» DESCRIPTION OF THE TASK: In this exercise, every entry is to be transcribed exactly as written.

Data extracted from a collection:

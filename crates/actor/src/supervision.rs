use std::fmt;

use crate::ActorError;

/// What to do with an actor whose handler failed.
#[derive(Debug, Clone, Copy, PartialEq, Eq, Default)]
pub enum SupervisorDirective {
	/// Drop the failed message and keep the current state.
	Resume,
	/// Replace the actor with a fresh instance from its props, keeping the mailbox.
	Restart,
	/// Terminate the actor as failed.
	#[default]
	Stop,
	/// Terminate the actor as failed and fail its parent with the same cause.
	Escalate,
}

/// How an actor terminated.
#[derive(Debug, Clone, PartialEq, Eq)]
pub enum Termination {
	/// Graceful stop (stop signal, poison pill, or `stop_self`).
	Stopped,
	/// Forced termination.
	Killed,
	/// Terminated by the directive table after a failure.
	Failed(ActorError),
}

impl Termination {
	/// Returns true for kill and failure terminations.
	pub fn is_abnormal(&self) -> bool {
		!matches!(self, Self::Stopped)
	}

	pub(crate) const fn as_str(&self) -> &'static str {
		match self {
			Self::Stopped => "stopped",
			Self::Killed => "killed",
			Self::Failed(_) => "failed",
		}
	}
}

impl fmt::Display for Termination {
	fn fmt(&self, f: &mut fmt::Formatter<'_>) -> fmt::Result {
		match self {
			Self::Failed(cause) => write!(f, "failed: {cause}"),
			other => f.write_str(other.as_str()),
		}
	}
}

/// Resolution of one failure after consulting the directive table.
#[derive(Debug, Clone, PartialEq, Eq)]
pub(crate) enum FailureOutcome {
	Resume,
	Restart,
	Terminate { escalate: bool },
}

/// Maps a directive to an outcome given the restart budget.
///
/// A restart past `max_restarts` degrades to a stop.
pub(crate) fn resolve_directive(directive: SupervisorDirective, restarts: usize, max_restarts: usize) -> FailureOutcome {
	match directive {
		SupervisorDirective::Resume => FailureOutcome::Resume,
		SupervisorDirective::Restart if restarts < max_restarts => FailureOutcome::Restart,
		SupervisorDirective::Restart | SupervisorDirective::Stop => FailureOutcome::Terminate { escalate: false },
		SupervisorDirective::Escalate => FailureOutcome::Terminate { escalate: true },
	}
}

#[cfg(test)]
mod tests {
	use super::*;

	#[test]
	fn default_directive_is_stop() {
		assert_eq!(SupervisorDirective::default(), SupervisorDirective::Stop);
	}

	#[test]
	fn restart_within_budget() {
		assert_eq!(resolve_directive(SupervisorDirective::Restart, 0, 3), FailureOutcome::Restart);
		assert_eq!(resolve_directive(SupervisorDirective::Restart, 2, 3), FailureOutcome::Restart);
	}

	#[test]
	fn restart_past_budget_stops() {
		assert_eq!(
			resolve_directive(SupervisorDirective::Restart, 3, 3),
			FailureOutcome::Terminate { escalate: false }
		);
	}

	#[test]
	fn escalate_and_resume_ignore_budget() {
		assert_eq!(resolve_directive(SupervisorDirective::Resume, 99, 0), FailureOutcome::Resume);
		assert_eq!(
			resolve_directive(SupervisorDirective::Escalate, 0, 3),
			FailureOutcome::Terminate { escalate: true }
		);
	}

	#[test]
	fn only_graceful_stop_is_normal() {
		assert!(!Termination::Stopped.is_abnormal());
		assert!(Termination::Killed.is_abnormal());
		assert!(Termination::Failed(ActorError::domain("x")).is_abnormal());
		assert_eq!(Termination::Failed(ActorError::domain("x")).to_string(), "failed: x");
	}
}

» ANSWER TO THIS EXERCISE:
filename crates/actor/src/supervision.rs
use std::fmt;

use crate::ActorError;

/// What to do with an actor whose handler failed.
#[derive(Debug, Clone, Copy, PartialEq, Eq, Default)]
pub enum SupervisorDirective {
	/// Drop the failed message and keep the current state.
	Resume,
	/// Replace the actor with a fresh instance from its props, keeping the mailbox.
	Restart,
	/// Terminate the actor as failed.
	#[default]
	Stop,
	/// Terminate the actor as failed and fail its parent with the same cause.
	Escalate,
}

/// How an actor terminated.
#[derive(Debug, Clone, PartialEq, Eq)]
pub enum Termination {
	/// Graceful stop (stop signal, poison pill, or `stop_self`).
	Stopped,
	/// Forced termination.
	Killed,
	/// Terminated by the directive table after a failure.
	Failed(ActorError),
}

impl Termination {
	/// Returns true for kill and failure terminations.
	pub fn is_abnormal(&self) -> bool {
		!matches!(self, Self::Stopped)
	}

	pub(crate) const fn as_str(&self) -> &'static str {
		match self {
			Self::Stopped => "stopped",
			Self::Killed => "killed",
			Self::Failed(_) => "failed",
		}
	}
}

impl fmt::Display for Termination {
	fn fmt(&self, f: &mut fmt::Formatter<'_>) -> fmt::Result {
		match self {
			Self::Failed(cause) => write!(f, "failed: {cause}"),
			other => f.write_str(other.as_str()),
		}
	}
}

/// Resolution of one failure after consulting the directive table.
#[derive(Debug, Clone, PartialEq, Eq)]
pub(crate) enum FailureOutcome {
	Resume,
	Restart,
	Terminate { escalate: bool },
}

/// Maps a directive to an outcome given the restart budget.
///
/// A restart past `max_restarts` degrades to a stop.
pub(crate) fn resolve_directive(directive: SupervisorDirective, restarts: usize, max_restarts: usize) -> FailureOutcome {
	match directive {
		SupervisorDirective::Resume => FailureOutcome::Resume,
		SupervisorDirective::Restart if restarts < max_restarts => FailureOutcome::Restart,
		SupervisorDirective::Restart | SupervisorDirective::Stop => FailureOutcome::Terminate { escalate: false },
		SupervisorDirective::Escalate => FailureOutcome::Terminate { escalate: true },
	}
}

#[cfg(test)]
mod tests {
	use super::*;

	#[test]
	fn default_directive_is_stop() {
		assert_eq!(SupervisorDirective::default(), SupervisorDirective::Stop);
	}

	#[test]
	fn restart_within_budget() {
		assert_eq!(resolve_directive(SupervisorDirective::Restart, 0, 3), FailureOutcome::Restart);
		assert_eq!(resolve_directive(SupervisorDirective::Restart, 2, 3), FailureOutcome::Restart);
	}

	#[test]
	fn restart_past_budget_stops() {
		assert_eq!(
			resolve_directive(SupervisorDirective::Restart, 3, 3),
			FailureOutcome::Terminate { escalate: false }
		);
	}

	#[test]
	fn escalate_and_resume_ignore_budget() {
		assert_eq!(resolve_directive(SupervisorDirective::Resume, 99, 0), FailureOutcome::Resume);
		assert_eq!(
			resolve_directive(SupervisorDirective::Escalate, 0, 3),
			FailureOutcome::Terminate { escalate: true }
		);
	}

	#[test]
	fn only_graceful_stop_is_normal() {
		assert!(!Termination::Stopped.is_abnormal());
		assert!(Termination::Killed.is_abnormal());
		assert!(Termination::Failed(ActorError::domain("x")).is_abnormal());
		assert_eq!(Termination::Failed(ActorError::domain("x")).to_string(), "failed: x");
	}
}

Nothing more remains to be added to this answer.